The bank, he said, just couldn’t respond to new and daunting business challenges with legacy systems created in the 70s.

It wasn’t that this technology was flawed. “In fact it was very good for what it was built for,” Casey noted. “For instance, it offered us a bullet proof transaction process.”

But systems developed in a previous era, just couldn’t cope with the needs of ATB’s rapidly expanding business, and an increasingly fastidious customer base.   

For instance, the bank sought to enhance its customers’ experience by providing greater choice, better processing of applications, and products targeted at specific demographics.

But it encountered a major hurdle.

The core legacy systems were hopelessly ill equipped to support all this, and the cost and effort to build around them was a huge challenge.

Casey said the bank realized patchwork remedies weren’t the real answer – and over the past two years has dedicated itself to looking for a core replacement.

“We brought in consultants, and did studies ourselves.”

ATB looked at the broad spectrum of banking systems available. “We were fairly confident there was something out there for us.”

The first RFP went out in September 2006.

It listed all of the functional requirements required from the new system – around 2,800 of them!

From those who responded, ATB began filtering down the applicants. “We shortlisted ten vendors,” recalls Casey. “Then whittled the list down to five, to three, to two – and finally we’ve been working with SAP for the past couple of months getting the project off the ground.”

This wasn’t any run-of-the-mill contract. ATB Financial bought pretty much the entire SAP business applications suite.

It also selected SAP for Banking, the SAP software portfolio that supports a range of business activities associated with efficiently running a banking organization – including operations management, bank management and human capital management.

“It’s a big one for us,” acknowledges Casey. “After all we’re looking at taking out and replacing the entire legacy banking system in one shot.”

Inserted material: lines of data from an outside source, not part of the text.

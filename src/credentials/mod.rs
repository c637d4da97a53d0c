//! Credentials module — the encrypted user store.
//!
//! This module provides:
//! - `UserRecord` and `CredentialSet`, the in-memory user tree (`user`)
//! - The sealed on-disk format (`codec`)
//! - The pluggable I/O layer (`storage`)
//! - `CredentialStore`, the cached single-writer store (`store`)

pub mod codec;
pub mod storage;
pub mod store;
pub mod user;

// Re-export the most commonly used items.
pub use codec::CredentialCodec;
pub use storage::{FsStorage, Storage};
pub use store::CredentialStore;
pub use user::{validate_username, CredentialSet, UserRecord, DEFAULT_ROLE};
//! Per-user password salts.
//!
//! A salt is 24 bytes straight from the operating system's CSPRNG,
//! carried around as a standard base64 string so it can live inside
//! the serialized credential tree.  If the OS cannot supply entropy we
//! refuse to mint a salt at all.

use std::fmt;

use base64::engine::general_purpose::STANDARD as BASE64;
use base64::Engine;
use rand::rngs::OsRng;
use rand::TryRngCore;
use serde::{Deserialize, Serialize};

use crate::errors::{CredVaultError, Result};

/// Number of random bytes in every salt.
pub const SALT_LEN: usize = 24;

/// An opaque, transport-safe (base64) salt.
#[derive(Debug, Clone, PartialEq, Eq, Hash, Serialize, Deserialize)]
#[serde(transparent)]
pub struct Salt(String);

impl Salt {
    /// Wrap an already-encoded salt string.
    pub fn from_encoded(encoded: impl Into<String>) -> Self {
        Self(encoded.into())
    }

    /// The base64 text as stored in the credential file.
    pub fn as_str(&self) -> &str {
        &self.0
    }

    /// Decode back to raw bytes for feeding into the password hasher.
    pub fn decode(&self) -> Result<Vec<u8>> {
        BASE64
            .decode(&self.0)
            .map_err(|e| CredVaultError::InvalidFormat(format!("salt is not valid base64: {e}")))
    }
}

impl fmt::Display for Salt {
    fn fmt(&self, f: &mut fmt::Formatter<'_>) -> fmt::Result {
        f.write_str(&self.0)
    }
}

/// Generate a fresh salt from the OS random source.
///
/// Fails with `EntropyFailure` when the OS RNG reports an error.
pub fn new_salt() -> Result<Salt> {
    let mut bytes = [0u8; SALT_LEN];
    fill_secure(&mut bytes)?;
    Ok(Salt(BASE64.encode(bytes)))
}

/// Fill `buf` from the OS CSPRNG, mapping failures to `EntropyFailure`.
pub fn fill_secure(buf: &mut [u8]) -> Result<()> {
    OsRng
        .try_fill_bytes(buf)
        .map_err(|e| CredVaultError::EntropyFailure(e.to_string()))
}

#[cfg(test)]
mod tests {
    use std::collections::HashSet;

    use super::*;

    #[test]
    fn salt_decodes_to_24_bytes() {
        let salt = new_salt().unwrap();
        assert_eq!(salt.decode().unwrap().len(), SALT_LEN);
        // 24 bytes -> 32 base64 chars, no padding.
        assert_eq!(salt.as_str().len(), 32);
    }

    #[test]
    fn ten_thousand_salts_are_distinct() {
        let salts: HashSet<Salt> = (0..10_000).map(|_| new_salt().unwrap()).collect();
        assert_eq!(salts.len(), 10_000);
    }

    #[test]
    fn bad_base64_is_a_format_error() {
        let salt = Salt::from_encoded("not base64!!");
        assert!(matches!(salt.decode(), Err(CredVaultError::InvalidFormat(_))));
    }

    #[test]
    fn serializes_as_plain_string() {
        let salt = Salt::from_encoded("AAAA");
        assert_eq!(serde_json::to_string(&salt).unwrap(), "\"AAAA\"");
    }
}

He said ATB will use the SAP for Banking application to support a broad range of services including deposits, loans, payments, and business partner transactions. 

While the rollout has only just begun, Casey is confident that anticipated benefits will be realized very soon. And he can describe them very precisely. They include:

The end game

Flexible product development 

Much like other banks of its size, ATB’s revenue, for years, depended upon “spread income” – the difference between its deposits and loans.

But its business challenges are also similar to those experienced by other banks. As Casey puts it, “We’re challenged in our deposit gap. It’s easy to put loans on the books, but trying to keep deposits up is difficult in this fast growing economy with all the competition.”

For this reason, he said, new product development is crucial to ATB’s growth.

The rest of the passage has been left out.